## Work item
For the listing below, print exactly the lines from the line with "fields; a missing" to the line with "if the name is new", both included, and nothing beyond them.

## Available data

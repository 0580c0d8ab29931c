//! Tests for error propagation

use super::helpers::*;
use crate::interpreter::expressions::ExprError;
use crate::interpreter::RuntimeError;

#[tokio::test]
async fn test_unknown_statement_carries_line() {
    let (_, err) = run_failing("SET a TO 1\n  DANCE wildly  ").await;
    match err {
        RuntimeError::UnknownStatement { line } => assert_eq!(line, "DANCE wildly"),
        other => panic!("Expected UnknownStatement, got {:?}", other),
    }
}

#[tokio::test]
async fn test_error_aborts_the_stream() {
    let (harness, err) = run_failing("SET a TO 1\nPRINT nope\nSET a TO 2").await;
    assert!(matches!(err, RuntimeError::BadExpression { .. }));
    assert_eq!(harness.num("a"), 1.0);
}

#[tokio::test]
async fn test_bad_expression_wraps_cause() {
    let (_, err) = run_failing("SET a TO 1 +").await;
    match err {
        RuntimeError::BadExpression { expr, source } => {
            assert_eq!(expr, "1 +");
            assert!(matches!(source, ExprError::Syntax(_)));
        }
        other => panic!("Expected BadExpression, got {:?}", other),
    }

    let (_, err) = run_failing("SET a TO ghost + 1").await;
    match err {
        RuntimeError::BadExpression { source, .. } => {
            assert_eq!(source, ExprError::UndefinedName("ghost".into()));
        }
        other => panic!("Expected BadExpression, got {:?}", other),
    }
}

#[tokio::test]
async fn test_error_messages() {
    let (_, err) = run_failing("CALL nowhere()").await;
    assert_eq!(err.to_string(), "No such function: nowhere");

    let (_, err) = run_failing("FOR i FROM 0 TO 3").await;
    assert_eq!(err.to_string(), "Unterminated FOR block: FOR i FROM 0 TO 3");
}

#[tokio::test]
async fn test_canvas_size_needs_surface() {
    let mut harness = Harness::new();
    let err = harness
        .runtime
        .start("CANVAS SIZE 320 240", None)
        .await
        .unwrap_err();
    assert!(matches!(err, RuntimeError::MissingSurface));
}

#[tokio::test]
async fn test_drawing_without_surface_is_a_no_op() {
    let mut harness = Harness::new();
    harness
        .runtime
        .start("COLOR \"red\"\nRECT 0 0 10 10\nCLEAR\nSET done TO true", None)
        .await
        .unwrap();
    assert!(harness.surface.ops().is_empty());
}

#[tokio::test]
async fn test_unterminated_block_inside_loop_body() {
    // ENDWHILE closes the loop before the FOR finds its ENDFOR
    let mut harness = Harness::new();
    harness
        .start("SET n TO 0\nWHILE n < 1\nADD n BY 1\nFOR i FROM 0 TO 1\nENDWHILE\nENDFOR")
        .await
        .unwrap();
    let err = harness.runtime.settle().await.unwrap_err();
    match err {
        RuntimeError::UnterminatedBlock { keyword, .. } => assert_eq!(keyword, "FOR"),
        other => panic!("Expected UnterminatedBlock, got {:?}", other),
    }
}

#[tokio::test]
async fn test_new_run_resets_state() {
    let mut harness = Harness::new();
    harness.run("SET a TO 1\nFUNCTION f()\nENDFN").await.unwrap();
    harness.run("SET b TO 2").await.unwrap();
    assert!(harness.runtime.get("a").is_none());

    let err = harness.run("CALL f()").await.unwrap_err();
    assert!(matches!(err, RuntimeError::UndefinedFunction { .. }));
}

#[tokio::test]
async fn test_start_halts_previous_run() {
    let mut harness = Harness::new();
    harness
        .start("SET n TO 0\nWHILE true\nADD n BY 1\nENDWHILE")
        .await
        .unwrap();
    let first = harness.runtime.context().unwrap().clone();

    harness.start("SET m TO 1").await.unwrap();
    assert!(first.is_halted());
    assert!(!harness.runtime.is_halted());
    assert_eq!(first.tasks.live(), 0);
}
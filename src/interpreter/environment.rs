//! Variable scopes
//!
//! A `Scope` is one binding table plus an optional parent. The global scope
//! has no parent; every function call gets a child of the global scope.
//! Reads walk up the chain. Writes land in the nearest scope that already
//! owns the name, or in the innermost scope when the name is new.
//!
//! Scopes are shared between concurrently running streams, so the table
//! sits behind a mutex. The lock is only held for the duration of a single
//! read or write, never across a suspension point.

use std::collections::{HashMap, HashSet};
use std::sync::{Arc, Mutex, MutexGuard, PoisonError};

use super::errors::RuntimeError;
use super::expressions::Bindings;
use super::types::Val;

#[derive(Debug, Default)]
struct Frame {
    vars: HashMap<String, Val>,
    consts: HashSet<String>,
}

#[derive(Debug, Default)]
pub struct Scope {
    frame: Mutex<Frame>,
    parent: Option<Arc<Scope>>,
}

impl Scope {
    pub fn global() -> Arc<Self> {
        Arc::new(Self::default())
    }

    pub fn child(parent: &Arc<Scope>) -> Arc<Self> {
        Arc::new(Self {
            frame: Mutex::default(),
            parent: Some(parent.clone()),
        })
    }

    fn frame(&self) -> MutexGuard<'_, Frame> {
        self.frame.lock().unwrap_or_else(PoisonError::into_inner)
    }

    /* ===================== Reads ===================== */

    /// Look a plain name up through the scope chain
    pub fn lookup(&self, name: &str) -> Option<Val> {
        if let Some(v) = self.frame().vars.get(name) {
            return Some(v.clone());
        }
        self.parent.as_ref().and_then(|p| p.lookup(name))
    }

    /// Strict read of a name, permissive read of a dotted path
    ///
    /// `a.b.c` resolves `a` strictly and then walks the fields; a missing
    /// intermediate behaves as an empty record, so the result is
    /// `Undefined` rather than an error.
    pub fn get(&self, path: &str) -> Result<Val, RuntimeError> {
        let mut parts = path.split('.');
        let base = parts.next().unwrap_or(path);
        let mut value = self
            .lookup(base)
            .ok_or_else(|| RuntimeError::UndefinedName {
                name: base.to_string(),
            })?;
        for field in parts {
            value = value.field(field);
        }
        Ok(value)
    }

    /* ===================== Writes ===================== */

    /// The nearest scope that already binds `name`
    fn owner(&self, name: &str) -> Option<&Scope> {
        if self.frame().vars.contains_key(name) {
            return Some(self);
        }
        self.parent.as_deref().and_then(|p| p.owner(name))
    }

    /// Assign to the owning scope, or bind in this scope if the name is new
    pub fn set(&self, name: &str, value: Val) -> Result<Val, RuntimeError> {
        let target = self.owner(name).unwrap_or(self);
        let mut frame = target.frame();
        if frame.consts.contains(name) {
            return Err(RuntimeError::ConstAssignment {
                name: name.to_string(),
            });
        }
        frame.vars.insert(name.to_string(), value.clone());
        Ok(value)
    }

    /// Bind in this scope, shadowing any outer binding (parameters)
    pub fn define(&self, name: &str, value: Val) {
        self.frame().vars.insert(name.to_string(), value);
    }

    /// Bind `name` and mark it constant in the owning scope
    ///
    /// Fails if `name` is already a constant; the stored value is left
    /// unchanged in that case.
    pub fn declare_const(&self, name: &str, value: Val) -> Result<Val, RuntimeError> {
        let target = self.owner(name).unwrap_or(self);
        let mut frame = target.frame();
        if frame.consts.contains(name) {
            return Err(RuntimeError::ConstAssignment {
                name: name.to_string(),
            });
        }
        frame.vars.insert(name.to_string(), value.clone());
        frame.consts.insert(name.to_string());
        Ok(value)
    }

    /// Mutate a bound value in place
    ///
    /// Read, modify and write happen under one lock, so concurrent PUSH/POP
    /// on the same list do not lose updates.
    pub fn with_value_mut<T>(
        &self,
        name: &str,
        f: impl FnOnce(&mut Val) -> Result<T, RuntimeError>,
    ) -> Result<T, RuntimeError> {
        let target = self.owner(name).ok_or_else(|| RuntimeError::UndefinedName {
            name: name.to_string(),
        })?;
        let mut frame = target.frame();
        if frame.consts.contains(name) {
            return Err(RuntimeError::ConstAssignment {
                name: name.to_string(),
            });
        }
        let value = frame
            .vars
            .get_mut(name)
            .ok_or_else(|| RuntimeError::UndefinedName {
                name: name.to_string(),
            })?;
        f(value)
    }
}

impl Bindings for Scope {
    fn lookup(&self, name: &str) -> Option<Val> {
        Scope::lookup(self, name)
    }
}
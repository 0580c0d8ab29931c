//! Interpreter tests
//!
//! Organized by feature area; every test runs real programs through
//! `Runtime` against in-memory host capabilities.

mod helpers;

mod arith_tests;
mod ecs_tests;
mod error_tests;
mod timer_tests;
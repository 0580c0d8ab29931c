//! Runtime assembly
//!
//! Builds a ready-to-use `Runtime` from configuration plus optional host
//! capability overrides. Embedders that only want the defaults call
//! `InitBuilder::new().init()`; anything not overridden is derived from
//! `Config` (file-backed storage when `storage.path` is set, HTTP with the
//! configured timeout).
//!
//! # Example
//!
//! ```no_run
//! use linescript_core::init::InitBuilder;
//! use linescript_core::host::StdoutSink;
//! use std::sync::Arc;
//!
//! # async fn demo() -> anyhow::Result<()> {
//! let mut runtime = InitBuilder::new()
//!     .output(Arc::new(StdoutSink))
//!     .trace(true)
//!     .init()?;
//! runtime.start("PRINT 1 + 1", None).await?;
//! # Ok(())
//! # }
//! ```

use anyhow::{Context, Result};
use std::path::PathBuf;
use std::sync::Arc;
use tracing::debug;

use crate::config::Config;
use crate::host::{
    Audio, Dialog, FileStore, Host, HttpNetwork, Keyboard, KeyValueStore, MemoryStore, Network,
    OutputSink,
};
use crate::interpreter::{Evaluator, Runtime, RuntimeSettings};

/// Options for building a runtime
///
/// Every `None` falls back to what the configuration or `Host::default`
/// provides.
#[derive(Clone, Default)]
pub struct InitOptions {
    /// Already-loaded configuration; loaded from file and environment if absent
    pub config: Option<Config>,

    /// Config file path (overrides default search)
    pub config_path: Option<PathBuf>,

    /// Initial TRACE state (overrides `runtime.trace`)
    pub trace: Option<bool>,

    pub evaluator: Option<Arc<dyn Evaluator>>,
    pub output: Option<Arc<dyn OutputSink>>,
    pub storage: Option<Arc<dyn KeyValueStore>>,
    pub network: Option<Arc<dyn Network>>,
    pub audio: Option<Arc<dyn Audio>>,
    pub keyboard: Option<Arc<dyn Keyboard>>,
    pub dialog: Option<Arc<dyn Dialog>>,
}

/// Builder for constructing InitOptions
#[derive(Default)]
pub struct InitBuilder {
    options: InitOptions,
}

impl InitBuilder {
    /// Create a new builder with default options
    pub fn new() -> Self {
        Self::default()
    }

    /// Use this configuration instead of loading one
    pub fn config(mut self, config: Config) -> Self {
        self.options.config = Some(config);
        self
    }

    /// Set the config file path
    pub fn config_path(mut self, path: impl Into<PathBuf>) -> Self {
        self.options.config_path = Some(path.into());
        self
    }

    pub fn trace(mut self, on: bool) -> Self {
        self.options.trace = Some(on);
        self
    }

    pub fn evaluator(mut self, evaluator: Arc<dyn Evaluator>) -> Self {
        self.options.evaluator = Some(evaluator);
        self
    }

    pub fn output(mut self, output: Arc<dyn OutputSink>) -> Self {
        self.options.output = Some(output);
        self
    }

    pub fn storage(mut self, storage: Arc<dyn KeyValueStore>) -> Self {
        self.options.storage = Some(storage);
        self
    }

    pub fn network(mut self, network: Arc<dyn Network>) -> Self {
        self.options.network = Some(network);
        self
    }

    pub fn audio(mut self, audio: Arc<dyn Audio>) -> Self {
        self.options.audio = Some(audio);
        self
    }

    pub fn keyboard(mut self, keyboard: Arc<dyn Keyboard>) -> Self {
        self.options.keyboard = Some(keyboard);
        self
    }

    pub fn dialog(mut self, dialog: Arc<dyn Dialog>) -> Self {
        self.options.dialog = Some(dialog);
        self
    }

    /// Build the runtime with the configured options
    pub fn init(self) -> Result<Runtime> {
        initialize(self.options)
    }
}

/// Build a runtime from the given options
///
/// This function:
/// - Loads configuration unless one was supplied
/// - Opens the storage file named by `storage.path`, if any
/// - Fills every capability that was not overridden
pub fn initialize(options: InitOptions) -> Result<Runtime> {
    let config = match options.config {
        Some(config) => config,
        None => Config::builder()
            .config_path(options.config_path)
            .build()
            .context("Failed to load configuration")?,
    };

    let defaults = Host::default();

    let storage: Arc<dyn KeyValueStore> = match (options.storage, &config.storage.path) {
        (Some(storage), _) => storage,
        (None, Some(path)) => Arc::new(
            FileStore::open(path)
                .with_context(|| format!("Failed to open storage file {}", path.display()))?,
        ),
        (None, None) => Arc::new(MemoryStore::default()),
    };

    let network: Arc<dyn Network> = match options.network {
        Some(network) => network,
        None => Arc::new(HttpNetwork::new(config.network.timeout())),
    };

    let host = Host {
        evaluator: options.evaluator.unwrap_or(defaults.evaluator),
        output: options.output.unwrap_or(defaults.output),
        storage,
        network,
        audio: options.audio.unwrap_or(defaults.audio),
        keyboard: options.keyboard.unwrap_or(defaults.keyboard),
        dialog: options.dialog.unwrap_or(defaults.dialog),
    };

    let settings = RuntimeSettings {
        frame_interval: config.runtime.frame_interval(),
        trace: options.trace.unwrap_or(config.runtime.trace),
    };
    debug!(?settings, storage = ?config.storage.path, "runtime assembled");

    Ok(Runtime::new(host, settings))
}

## Result of this task
    /// `a.b.c` resolves `a` strictly and then walks the fields; a missing
    /// intermediate behaves as an empty record, so the result is
    /// `Undefined` rather than an error.
    pub fn get(&self, path: &str) -> Result<Val, RuntimeError> {
        let mut parts = path.split('.');
        let base = parts.next().unwrap_or(path);
        let mut value = self
            .lookup(base)
            .ok_or_else(|| RuntimeError::UndefinedName {
                name: base.to_string(),
            })?;
        for field in parts {
            value = value.field(field);
        }
        Ok(value)
    }

    /* ===================== Writes ===================== */

    /// The nearest scope that already binds `name`
    fn owner(&self, name: &str) -> Option<&Scope> {
        if self.frame().vars.contains_key(name) {
            return Some(self);
        }
        self.parent.as_deref().and_then(|p| p.owner(name))
    }

    /// Assign to the owning scope, or bind in this scope if the name is new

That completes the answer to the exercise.